In some of the cases this fall, the loss has been augmented by shock.  My friend Joe Arcoleo was swimming along, but practicing for a friggin’ triathalon, for heaven’s sake!  What crazy circumstances conspired that he couldn’t get himself out of that water in time to continue on to that run?  I cannot imagine, and I wonder about the moments when he knew he wouldn’t, and he gave in, despite, or perhaps because he had raised a great family and lived a good life with the same woman for 34 years.  Perhaps he’d simply found enough toxic stuff and saved enough other people to be at peace with withdrawing himself.

He couldn’t know that *I* miss him every time I walk down 27th street first thing in the morning, or when I look at sealed up factories in the swamps from the train home.  And compared to that wife, son, daughters, and grandkids, I surely have the merest of places at the circle of “missing Joe”.  But he wasn’t that much older than I, and I am rattled.

And even more am I rattled by the death, in a car crash, of someone I knew briefly, many years ago.  But she was younger than I am, and kind.  She brought me food I could warm up for myself when I was ill with malaria, and too weak to cook.  And according to many postings on FB, she was responsible for many, many kindnesses to other friends more recently.  And her spirit was quenched while on vacation, in the simplicity of a car crash.  Metal on metal, screeching, and that’s that.

Grief and the fear of death are somehow cumulative.  Every time I stand at a graveside or sing hymns at a funeral service, I am not just in this present funeral, but somehow thinking the thoughts I’ve dully worked through, making the resolutions,  and feeling the loss of every other person I have mourned, formally or informally.  I’m lucky that there haven’t been that many of my own family, but I have been witness to the tears and breaking down of many a friend.  This is what it means to be a friend.  To go, to dress formally, to make whatever trek, to be seen if needed, to help put out food for guests, to have one’s support present, regardless of need.

These latest funerals make me mourn again my dear friend Shaun, who stupidly took his own life a few back.  And who’s humor and creativity I miss constantly.

Shaun, his wife Cas, and my pal Tori, the spring he helped me paint at our shore house.  We were supposed to be able to do this the rest of our lives, I'd hoped.

Shaun, his wife Cas, and my pal Tori, the spring he helped me paint at our shore house.

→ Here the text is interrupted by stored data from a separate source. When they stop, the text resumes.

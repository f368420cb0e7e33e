//! Proptest generators for property-based testing.

use proptest::prelude::*;

use pop_core::{Address, ContentDigest, Keypair};

/// Generate a random keypair.
pub fn keypair() -> impl Strategy<Value = Keypair> {
    any::<[u8; 32]>().prop_map(|seed| Keypair::from_seed(&seed))
}

/// Generate a random ContentDigest.
pub fn digest() -> impl Strategy<Value = ContentDigest> {
    any::<[u8; 32]>().prop_map(ContentDigest::from_bytes)
}

/// Generate a random non-zero Address.
pub fn address() -> impl Strategy<Value = Address> {
    any::<[u8; 20]>()
        .prop_filter("zero address is the unregistered owner", |b| b.iter().any(|x| *x != 0))
        .prop_map(Address::from_bytes)
}

/// Generate a metadata pointer shaped like a CID.
pub fn metadata_pointer() -> impl Strategy<Value = String> {
    "bafy[a-z2-7]{10,40}"
}

/// Generate a plausible ledger timestamp (seconds, never zero).
pub fn timestamp() -> impl Strategy<Value = u64> {
    1u64..=4_102_444_800
}

/// Generate a paragraph of plain words.
pub fn paragraph() -> impl Strategy<Value = String> {
    prop::collection::vec("[A-Za-z,.!?]{1,10}", 1..12).prop_map(|words| words.join(" "))
}

/// Generate text with incidental noise: mixed line endings, trailing
/// spaces and tabs, blank line runs, and surrounding whitespace.
pub fn messy_text() -> impl Strategy<Value = String> {
    let line_ending = prop_oneof![Just("\n"), Just("\r\n"), Just("\r")];
    let trailing = "[ \t]{0,3}";
    let blank_lines = 0usize..4;

    (
        "[ \t\n]{0,3}",
        prop::collection::vec((paragraph(), trailing, line_ending, blank_lines), 1..6),
        "[ \t\n]{0,3}",
    )
        .prop_map(|(lead, lines, tail)| {
            let mut text = lead;
            for (line, pad, eol, blanks) in lines {
                text.push_str(&line);
                text.push_str(&pad);
                for _ in 0..=blanks {
                    text.push_str(eol);
                }
            }
            text.push_str(&tail);
            text
        })
}

/// Generate a registration attempt: (digest index, caller index, pointer).
pub fn registration_attempt(
    digests: u8,
    callers: u8,
) -> impl Strategy<Value = (u8, u8, String)> {
    (0..digests, 0..callers, metadata_pointer())
}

We were supposed to be able to do this the rest of our lives, I’d hoped.

The funerals I attend remind me that I couldn’t make it the day my friends waked this man.  Although I have tried to be there day in and day out for his widow, who is still a friend.  A colleague told me one never gets over the suicide of a close friend.  I can see how that will go.  After all, grief is cumulative.

And all these funerals are different.  The Witness ones, so plain, with their scriptures and few speakers.  Others, like my boss’ father’s, where family members read favorite poems or speak of their father/husband/cousin.


My bestie Kasia’s father got to watch, from wherever he is, his family and friends toasting his live with dzubrowka he’d made himself.  That’s a celebration of life, is it not?

At Oleg Wasilewski's grave, August, 2014

At Oleg Wasilewski’s grave, August, 2014

It seems to me that that is the best of how we humans have to remember the joys we’ve had with friends and family no longer with us.  Several funerals I’ve been to spoke of how the beloved person had taken the opportunity to say goodbye to every friend and relative.  Others as they faded, reaffirmed their bond with their beloved wives again those last few days.

Here's Connie, modeling the shrug I made her, at her mother's gathering, Voguing at her hammiest.  <3

Here’s Connie, modeling the shrug I made her, at her mother’s gathering, Voguing at her hammiest. ❤



But we, the grieving, need the memories of times spent in laughter and warmth with him or her to sustain us, here, still.  I went to one such funeral yesterday.

There was love and laughter and joy.  New friends and old, and we celebrated.  The sadness was still there, but so was the future, without the woman of the day.